Familial Correlation of Immunoglobulin G Subclass Responses to Plasmodium falciparum Antigens in Burkina Faso

Abstract

Host genes are thought to determine the immune response to malaria infection and the outcome. Cytophilic antibodies have been associated with protection, whereas noncytophilic antibodies against the same epitopes may block the protective activity of the protective ones. To assess the contribution of genetic factors to immunoglobulin G (IgG) subclass responses against conserved epitopes and Plasmodium falciparum blood-stage extracts, we analyzed the isotypic distribution of the IgG responses in 366 individuals living in two differently exposed areas in Burkina Faso.

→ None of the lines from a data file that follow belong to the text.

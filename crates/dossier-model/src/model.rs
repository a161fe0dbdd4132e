//! The schema catalog.

use std::collections::{BTreeMap, HashMap};
use std::path::Path;
use std::sync::Arc;

use anyhow::Context;
use dossier_types::{registry, TypeDescriptor, TypeRef};
use serde::{Deserialize, Serialize};
use walkdir::WalkDir;

use crate::build::ModelBuilder;
use crate::definition::{parse_definitions, Definitions};
use crate::error::{DataError, ModelError};
use crate::property::{Property, PropertyId, PropertyRef};
use crate::proxy::{EntityData, EntityProxy};
use crate::schema::{Schema, SchemaDescriptor, SchemaId};

/// Schema definitions shipped with the crate.
pub const DEFAULT_SCHEMA_YAML: &str = include_str!("../resources/schema.yaml");

/// The full schema catalog: an arena of schemas and an arena of properties.
///
/// Built once through [`Model::from_definitions`] (or one of the loaders)
/// and read-only afterwards. Entities borrow it for their whole lifetime.
#[derive(Debug)]
pub struct Model {
    schemata: Vec<Schema>,
    properties: Vec<Arc<Property>>,
    by_name: HashMap<String, SchemaId>,
    qnames: HashMap<String, PropertyId>,
}

impl Model {
    pub(crate) fn from_parts(
        schemata: Vec<Schema>,
        properties: Vec<Arc<Property>>,
        by_name: HashMap<String, SchemaId>,
    ) -> Self {
        let qnames = properties
            .iter()
            .map(|p| (p.qname().to_string(), p.id()))
            .collect();
        Self {
            schemata,
            properties,
            by_name,
            qnames,
        }
    }

    pub fn from_definitions(defs: &Definitions) -> Result<Self, ModelError> {
        ModelBuilder::register(defs)?.link()
    }

    pub fn from_yaml_str(text: &str) -> Result<Self, ModelError> {
        let defs = parse_definitions(text)?;
        Self::from_definitions(&defs)
    }

    /// The bundled default schema set.
    pub fn builtin() -> Result<Self, ModelError> {
        Self::from_yaml_str(DEFAULT_SCHEMA_YAML)
    }

    /// Load every `*.yaml` / `*.yml` file below `dir`. Files are read in path
    /// order; a schema defined twice keeps the later definition.
    pub fn from_dir(dir: impl AsRef<Path>) -> anyhow::Result<Self> {
        let dir = dir.as_ref();
        let mut files = Vec::new();
        for entry in WalkDir::new(dir).sort_by_file_name() {
            let entry = entry.with_context(|| format!("walking {}", dir.display()))?;
            let is_yaml = entry
                .path()
                .extension()
                .and_then(|e| e.to_str())
                .is_some_and(|e| e == "yaml" || e == "yml");
            if entry.file_type().is_file() && is_yaml {
                files.push(entry.into_path());
            }
        }

        let mut defs: Definitions = BTreeMap::new();
        for path in &files {
            let text = std::fs::read_to_string(path)
                .with_context(|| format!("reading {}", path.display()))?;
            let parsed = parse_definitions(&text)
                .with_context(|| format!("parsing {}", path.display()))?;
            for (name, def) in parsed {
                if defs.insert(name.clone(), def).is_some() {
                    tracing::warn!(schema = %name, file = %path.display(), "schema redefined");
                }
            }
        }
        tracing::debug!(files = files.len(), schemata = defs.len(), "loaded schema directory");
        Self::from_definitions(&defs).with_context(|| format!("building model from {}", dir.display()))
    }

    // ========================================================================
    // Lookups
    // ========================================================================

    pub fn get(&self, name: &str) -> Option<&Schema> {
        self.by_name.get(name).map(|id| &self.schemata[id.index()])
    }

    pub fn schema(&self, id: SchemaId) -> Option<&Schema> {
        self.schemata.get(id.index())
    }

    pub fn require(&self, name: &str) -> Result<&Schema, DataError> {
        self.get(name)
            .ok_or_else(|| DataError::UnknownSchema(name.to_string()))
    }

    pub fn property(&self, id: PropertyId) -> Option<&Property> {
        self.properties.get(id.index()).map(Arc::as_ref)
    }

    /// Look up a property by `Schema:name`.
    pub fn get_qname(&self, qname: &str) -> Option<&Property> {
        self.qnames.get(qname).and_then(|id| self.property(*id))
    }

    pub fn schemata(&self) -> impl Iterator<Item = &Schema> + '_ {
        self.schemata.iter()
    }

    pub fn properties(&self) -> impl Iterator<Item = &Property> + '_ {
        self.properties.iter().map(Arc::as_ref)
    }

    pub fn descendants<'a>(&'a self, schema: &'a Schema) -> impl Iterator<Item = &'a Schema> + 'a {
        schema
            .descendants()
            .iter()
            .filter_map(|id| self.schemata.get(id as usize))
    }

    /// Schemata holding at least one writable property of the given type.
    pub fn get_type_schemata(&self, type_: TypeRef) -> Vec<&Schema> {
        self.schemata
            .iter()
            .filter(|s| s.properties().any(|p| !p.stub() && p.type_() == type_))
            .collect()
    }

    /// Resolve a property reference against a schema.
    ///
    /// Plain names resolve through the schema's flattened table; qualified
    /// names and ids must belong to a property the schema holds.
    pub fn resolve(&self, schema: &Schema, prop: &PropertyRef) -> Result<&Property, DataError> {
        let unknown = || DataError::UnknownProperty {
            schema: schema.name().to_string(),
            property: prop.to_string(),
        };
        let found = match prop {
            PropertyRef::Name(name) => match name.split_once(':') {
                Some(_) => self.get_qname(name),
                None => schema.get_arc(name).and_then(|p| self.property(p.id())),
            },
            PropertyRef::Resolved(id) => self.property(*id),
        };
        match found {
            Some(p) if schema.has(p) => Ok(p),
            _ => Err(unknown()),
        }
    }

    // ========================================================================
    // Schema narrowing
    // ========================================================================

    /// The most specific schema both named schemata are instances of.
    pub fn common_schema(&self, left: &str, right: &str) -> Result<&Schema, DataError> {
        let l = self.require(left)?;
        let r = self.require(right)?;
        self.narrowest(l, r)
    }

    /// Like [`Model::common_schema`] for already resolved schemata.
    ///
    /// If one is-a the other the more specific one wins. Otherwise the
    /// concrete schemata in both ancestor sets are considered, and the one
    /// that no other candidate descends from is returned (deepest first, then
    /// by name). Abstract schemata cannot hold entities and are never chosen.
    pub fn narrowest<'a>(&'a self, left: &'a Schema, right: &'a Schema) -> Result<&'a Schema, DataError> {
        if left.is_a(right) {
            return Ok(left);
        }
        if right.is_a(left) {
            return Ok(right);
        }
        let shared = left.ancestors() & right.ancestors();
        let members: Vec<&Schema> = shared
            .iter()
            .filter_map(|id| self.schemata.get(id as usize))
            .filter(|s| !s.is_abstract())
            .collect();
        members
            .iter()
            .copied()
            .filter(|s| !members.iter().any(|m| m.id() != s.id() && m.is_a(s)))
            .max_by(|a, b| {
                a.ancestors()
                    .len()
                    .cmp(&b.ancestors().len())
                    .then_with(|| b.name().cmp(a.name()))
            })
            .ok_or_else(|| DataError::NoCommonSchema {
                left: left.name().to_string(),
                right: right.name().to_string(),
            })
    }

    // ========================================================================
    // Entities
    // ========================================================================

    pub fn make_entity(&self, schema: &str) -> Result<EntityProxy<'_>, DataError> {
        Ok(EntityProxy::new(self, self.require(schema)?))
    }

    /// Build a proxy from its serialized form. Unknown properties are
    /// skipped with a warning; invalid values are dropped by cleaning.
    pub fn get_proxy(&self, data: EntityData, cleaned: bool) -> Result<EntityProxy<'_>, DataError> {
        EntityProxy::from_data(self, data, cleaned)
    }

    pub fn to_descriptor(&self) -> ModelDescriptor {
        ModelDescriptor {
            schemata: self
                .schemata
                .iter()
                .map(|s| (s.name().to_string(), s.to_descriptor()))
                .collect(),
            types: registry()
                .types()
                .map(|t| (t.name().to_string(), t.to_descriptor()))
                .collect(),
        }
    }
}

/// Serializable view of the whole model.
#[derive(Debug, Clone, PartialEq, Serialize, Deserialize)]
pub struct ModelDescriptor {
    pub schemata: BTreeMap<String, SchemaDescriptor>,
    pub types: BTreeMap<String, TypeDescriptor>,
}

We used one-way analysis of variance and pairwise estimators to calculate sib-sib and parent-offspring correlation coefficients, respectively. Familial patterns of inheritance of IgG subclass responses to defined antigens and P. falciparum extracts appear to be similar in the two areas. We observed a sibling correlation for the IgG, IgG1, IgG2, IgG3, and IgG4 responses directed against ring-infected-erythrocyte surface antigen, merozoite surface protein 1 (MSP-1), MSP-2, and P. falciparum extract. Moreover, a parent-offspring correlation was found for several IgG subclass responses, including the IgG, IgG1, IgG2, IgG3, and IgG4 responses directed against conserved MSP-2 epitopes. Our results indicated that the IgG subclass responses against P. falciparum blood-stage antigens are partly influenced by host genetic factors. The localization and identification of these genes may have implications for immunoepidemiology and vaccine development.